ASSIGNED BY THE HOST: Great Overlooked Artists
Review by: Roland Bruynesteyn



Reggae is not my thing. The thing closest to reggae that I own, and actually quite like, is a set by Toots and the Maytals on Dub side of the mule, a live album by Gov’t Mule. I always plan to buy a Bob Marley greatest hits compilation, so that the genre is represented in my music collection. That guy wrote or performed a few famous reggae tunes in the seventies such as No woman, no cry, Get up stand up, One Love and Could you be loved. What I like about him is that he was also sort of a symbol for Jamaican reggae culture: Rastafari, ganja and dreads, but reggae fanatics probably consider him a crossover artist who sold out.

What do I like about reggae? Well, hmmm.., the music is usually happy and quite rhythmic.
What do I not like about reggae? I hardly ever focus on the lyrics, but I would not be surprised if the lyrics are on the whole a lot sadder than the music would suggest. Vocals tend to sound whiny. I think that as a genre it’s way too constrained by the rules. That does not bother me with, say, bossa nova or blues, but with some styles, reggae and tango being prime examples, the ’structural and formal homogeneity’ bores me to death from the second track.

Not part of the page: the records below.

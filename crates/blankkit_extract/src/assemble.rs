//! Companion handoff-document assembly: one document per grouping value.

use std::collections::BTreeMap;
use std::fmt;

use blankkit_layout::conf::N_ROW_HEIGHT_DEFAULT_PX;
use blankkit_layout::{
    EnumBorderLine, EnumMergeBorderMode, EnumPrintOrientation, EnumStyleArchetype, SheetGrid,
    SpecCellStyle, SpecMergedRange, SpecPageMargins, SpecPrintSettings, StyleCatalog,
    cm_to_page_units, derive_default_margins_cm, pixels_to_width_units, render_workbook,
};

use crate::spec::SpecAssemblyError;

/// Column headers of the handoff table.
pub const TUP_COMPANION_HEADERS: [&str; 6] = [
    "№ п/п",
    "Объект",
    "Дата измерений",
    "Исполнитель",
    "Средство измерений",
    "Подпись",
];

const TUP_COMPANION_WIDTHS_PX: [u32; 6] = [33, 193, 99, 99, 193, 62];

////////////////////////////////////////////////////////////////////////////////
// #region AssemblyModels

/// Shared context duplicated into every assembled document.
#[derive(Debug, Clone, Default, PartialEq, Eq)]
pub struct SpecHandoffContext {
    /// Measured object or site name.
    pub object_name: String,
    /// Performing specialist.
    pub performer: String,
    /// Measurement dates, already formatted.
    pub measurement_dates: Vec<String>,
    /// Instruments used, one table row each.
    pub instruments: Vec<String>,
}

/// One vertical merge over data rows (0-based, data-row relative).
#[derive(Debug, Clone, Copy, PartialEq, Eq)]
pub struct SpecCompanionMerge {
    /// Table column.
    pub col: usize,
    /// First data row.
    pub row_start: usize,
    /// Last data row (inclusive).
    pub row_end: usize,
}

/// One assembled handoff document, still data-only.
#[derive(Debug, Clone, PartialEq, Eq)]
pub struct SpecCompanionDocument {
    /// Document title line.
    pub title: String,
    /// Grouping value the document belongs to ("" for the blank group).
    pub grouping_value: String,
    /// Unique output identity derived from the title base and grouping.
    pub output_identity: String,
    /// Column headers.
    pub headers: Vec<String>,
    /// Data rows.
    pub rows: Vec<Vec<String>>,
    /// Vertical merges over data rows.
    pub merges_vertical: Vec<SpecCompanionMerge>,
}

// #endregion
////////////////////////////////////////////////////////////////////////////////
// #region AssemblyReport

/// Aggregate counters and diagnostics for one assembly-and-write run.
#[derive(Debug, Default, Clone)]
pub struct ReportAssembly {
    /// Number of documents requested (one per grouping value).
    pub cnt_requested: u64,
    /// Number of documents rendered to bytes.
    pub cnt_rendered: u64,
    /// Number of documents that failed to render.
    pub cnt_failed: u64,
    /// Non-fatal warnings.
    pub warnings: Vec<String>,
    /// Per-document failures.
    pub errors: Vec<SpecAssemblyError>,
}

impl ReportAssembly {
    /// Machine-readable counters.
    pub fn to_dict(&self) -> BTreeMap<String, u64> {
        let mut dict_counts = BTreeMap::new();
        dict_counts.insert("cnt_requested".to_string(), self.cnt_requested);
        dict_counts.insert("cnt_rendered".to_string(), self.cnt_rendered);
        dict_counts.insert("cnt_failed".to_string(), self.cnt_failed);
        dict_counts.insert("cnt_errors".to_string(), self.errors.len() as u64);
        dict_counts.insert("cnt_warnings".to_string(), self.warnings.len() as u64);
        dict_counts
    }

    /// Human-readable one-line summary.
    pub fn format(&self, prefix: &str) -> String {
        let dict_counts = self.to_dict();
        format!(
            "{prefix} requested={} rendered={} failed={} errors={} warnings={}",
            dict_counts["cnt_requested"],
            dict_counts["cnt_rendered"],
            dict_counts["cnt_failed"],
            dict_counts["cnt_errors"],
            dict_counts["cnt_warnings"]
        )
    }
}

impl fmt::Display for ReportAssembly {
    fn fmt(&self, f: &mut fmt::Formatter<'_>) -> fmt::Result {
        write!(f, "{}", self.format("[ASSEMBLE]"))
    }
}

// #endregion
////////////////////////////////////////////////////////////////////////////////
// #region DocumentAssembly

/// Output identity for one document of an assembly batch.
///
/// A non-blank grouping value names the document directly; blank groupings in
/// a multi-document batch fall back to a 1-based ordinal suffix so identities
/// stay unique. A single blank grouping keeps the bare base.
pub fn derive_output_identity(
    base: &str,
    grouping: &str,
    n_ordinal_1based: usize,
    n_total: usize,
) -> String {
    if !grouping.trim().is_empty() {
        return format!("{base} {}", grouping.trim());
    }
    if n_total > 1 {
        return format!("{base} {n_ordinal_1based}");
    }
    base.to_string()
}

/// Assemble one handoff document per grouping value with the default
/// identity policy.
///
/// An empty grouping list still yields one document for the blank group.
pub fn assemble_companion_documents(
    ctx: &SpecHandoffContext,
    title_base: &str,
    grouping_values: &[String],
) -> Vec<SpecCompanionDocument> {
    assemble_companion_documents_with(ctx, title_base, grouping_values, |c_grouping, n_ordinal, n_total| {
        derive_output_identity(title_base, c_grouping, n_ordinal, n_total)
    })
}

/// Assemble with a caller-supplied identity resolver
/// `(grouping, ordinal_1based, total) -> identity`, so path and filename
/// policy can stay outside this crate.
pub fn assemble_companion_documents_with(
    ctx: &SpecHandoffContext,
    title_base: &str,
    grouping_values: &[String],
    resolve_identity: impl Fn(&str, usize, usize) -> String,
) -> Vec<SpecCompanionDocument> {
    let l_groupings: Vec<String> = if grouping_values.is_empty() {
        vec![String::new()]
    } else {
        grouping_values.to_vec()
    };
    let n_total = l_groupings.len();

    l_groupings
        .iter()
        .enumerate()
        .map(|(n_idx, c_grouping)| {
            derive_companion_document(
                ctx,
                title_base,
                c_grouping,
                resolve_identity(c_grouping, n_idx + 1, n_total),
            )
        })
        .collect()
}

fn derive_companion_document(
    ctx: &SpecHandoffContext,
    title_base: &str,
    grouping: &str,
    output_identity: String,
) -> SpecCompanionDocument {
    let c_dates = ctx.measurement_dates.join(", ");
    let n_rows = usize::max(1, ctx.instruments.len());

    let mut l_rows = Vec::with_capacity(n_rows);
    for n_idx in 0..n_rows {
        l_rows.push(vec![
            (n_idx + 1).to_string(),
            ctx.object_name.clone(),
            c_dates.clone(),
            ctx.performer.clone(),
            ctx.instruments.get(n_idx).cloned().unwrap_or_default(),
            String::new(),
        ]);
    }

    // Shared-context columns collapse into one merged cell per document.
    let l_merges_vertical = if n_rows > 1 {
        [1usize, 2, 3, 5]
            .iter()
            .map(|n_col| SpecCompanionMerge {
                col: *n_col,
                row_start: 0,
                row_end: n_rows - 1,
            })
            .collect()
    } else {
        Vec::new()
    };

    SpecCompanionDocument {
        title: title_base.to_string(),
        grouping_value: grouping.to_string(),
        output_identity,
        headers: TUP_COMPANION_HEADERS.iter().map(ToString::to_string).collect(),
        rows: l_rows,
        merges_vertical: l_merges_vertical,
    }
}

// #endregion
////////////////////////////////////////////////////////////////////////////////
// #region DocumentRendering

/// Render every document to xlsx bytes, isolating per-document failures.
///
/// Returns `(identity, bytes)` pairs for the documents that rendered, plus
/// the run report with counters and collected errors.
pub fn write_companion_documents(
    documents: &[SpecCompanionDocument],
) -> (Vec<(String, Vec<u8>)>, ReportAssembly) {
    let mut report = ReportAssembly {
        cnt_requested: documents.len() as u64,
        ..ReportAssembly::default()
    };
    let mut l_outputs = Vec::with_capacity(documents.len());

    for document in documents {
        match render_companion_document(document) {
            Ok(v_bytes) => {
                report.cnt_rendered += 1;
                l_outputs.push((document.output_identity.clone(), v_bytes));
            }
            Err(exception) => {
                log::warn!(
                    "companion document {:?} not rendered: {exception}",
                    document.output_identity
                );
                report.cnt_failed += 1;
                report.errors.push(SpecAssemblyError {
                    identity: document.output_identity.clone(),
                    exception,
                });
            }
        }
    }

    (l_outputs, report)
}

fn render_companion_document(document: &SpecCompanionDocument) -> Result<Vec<u8>, String> {
    let grid = derive_companion_grid(document).map_err(|err| err.to_string())?;
    render_workbook(&[grid])
}

fn derive_companion_grid(
    document: &SpecCompanionDocument,
) -> Result<SheetGrid, blankkit_layout::LayoutError> {
    let catalog = StyleCatalog::new();
    let n_cols = document.headers.len();
    let margins_cm = derive_default_margins_cm();

    let mut grid = SheetGrid {
        sheet_name: document.output_identity.clone(),
        cells: BTreeMap::new(),
        merges: Vec::new(),
        widths_px_by_col: TUP_COMPANION_WIDTHS_PX.to_vec(),
        widths_units_by_col: TUP_COMPANION_WIDTHS_PX
            .iter()
            .map(|n_px| pixels_to_width_units(*n_px))
            .collect(),
        row_height_default_px: N_ROW_HEIGHT_DEFAULT_PX,
        heights_px_by_row: BTreeMap::from([(0, 30u32)]),
        print: SpecPrintSettings {
            orientation: EnumPrintOrientation::Landscape,
            n_fit_width: 1,
            n_fit_height: 0,
            margins_in: SpecPageMargins {
                left: cm_to_page_units(margins_cm.left),
                right: cm_to_page_units(margins_cm.right),
                top: cm_to_page_units(margins_cm.top),
                bottom: cm_to_page_units(margins_cm.bottom),
            },
        },
    };

    let style_title = catalog.style_for(EnumStyleArchetype::Title)?;
    let style_header = catalog.style_for(EnumStyleArchetype::HeaderHorizontal)?;
    let style_cell = catalog.variant(
        &style_header,
        SpecCellStyle {
            top: Some(EnumBorderLine::Thin),
            bottom: Some(EnumBorderLine::Thin),
            left: Some(EnumBorderLine::Thin),
            right: Some(EnumBorderLine::Thin),
            ..Default::default()
        },
    );

    // Row 0: title across all columns.
    grid.set_cell(0, 0, document.title.clone(), style_title.clone());
    for n_col in 1..n_cols {
        grid.set_cell(0, n_col, String::new(), style_title.clone());
    }
    if n_cols > 1 {
        grid.register_merge(SpecMergedRange {
            row_start: 0,
            row_end: 0,
            col_start: 0,
            col_end: n_cols - 1,
            rule_border: EnumMergeBorderMode::None,
        })?;
    }

    // Row 1: column headers.
    for (n_col, c_header) in document.headers.iter().enumerate() {
        grid.set_cell(1, n_col, c_header.clone(), style_cell.clone());
    }

    // Rows 2..: data rows, then the shared-context vertical merges.
    let n_row_data_start = 2;
    for (n_row, l_row) in document.rows.iter().enumerate() {
        for (n_col, c_text) in l_row.iter().enumerate() {
            grid.set_cell(n_row_data_start + n_row, n_col, c_text.clone(), style_cell.clone());
        }
    }
    for merge in &document.merges_vertical {
        grid.register_merge(SpecMergedRange {
            row_start: n_row_data_start + merge.row_start,
            row_end: n_row_data_start + merge.row_end,
            col_start: merge.col,
            col_end: merge.col,
            rule_border: EnumMergeBorderMode::Perimeter,
        })?;
    }

    Ok(grid)
}

// #endregion
////////////////////////////////////////////////////////////////////////////////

Especially the (rhythm) guitar, and sometimes a keyboard, on the off beat (alternating with the bass) annoys me. As far as Caribbean / South American music goes (or basically anything south of Cajun/Zydeco), this is by far my least favorite music style.
So, so far this review is more a confession about my taste, but I wanted to inform you, dear reader, about where I come from.
This album has not convinced me of the intrinsic value of reggae music. It’s probably well played; I liked the fact that sometimes they sing together and that horns play a prominent role in some songs. The dub medley (versions) suggest that some versions have been updated or remixed, sometimes quite interesting to hear (once), for instance some ‘echoey’ effects.
But, still my ears fail me, I just cannot get into reggae. It’s actually easy on the ears (compared to lots of jazz such as Eric Dolphy, or prog like Magma and the like), but in the end it’s too meandering. As it was assigned to me by someone who likes reggae and/or considers this a reggae masterpiece, I suggest that reggae lovers check it out for themselves. It may indeed be a lost milestone in the history of reggae.
Because of my ‘relationship at arm’s length’ with reggae, I feel not even qualified to determine if this is good reggae. In fact, although I did like the first song (Satta amassa gana) when I heard it for the first time, as of this moment I’ll postpone my decision to get a compilation by Bob Marley indefinitely.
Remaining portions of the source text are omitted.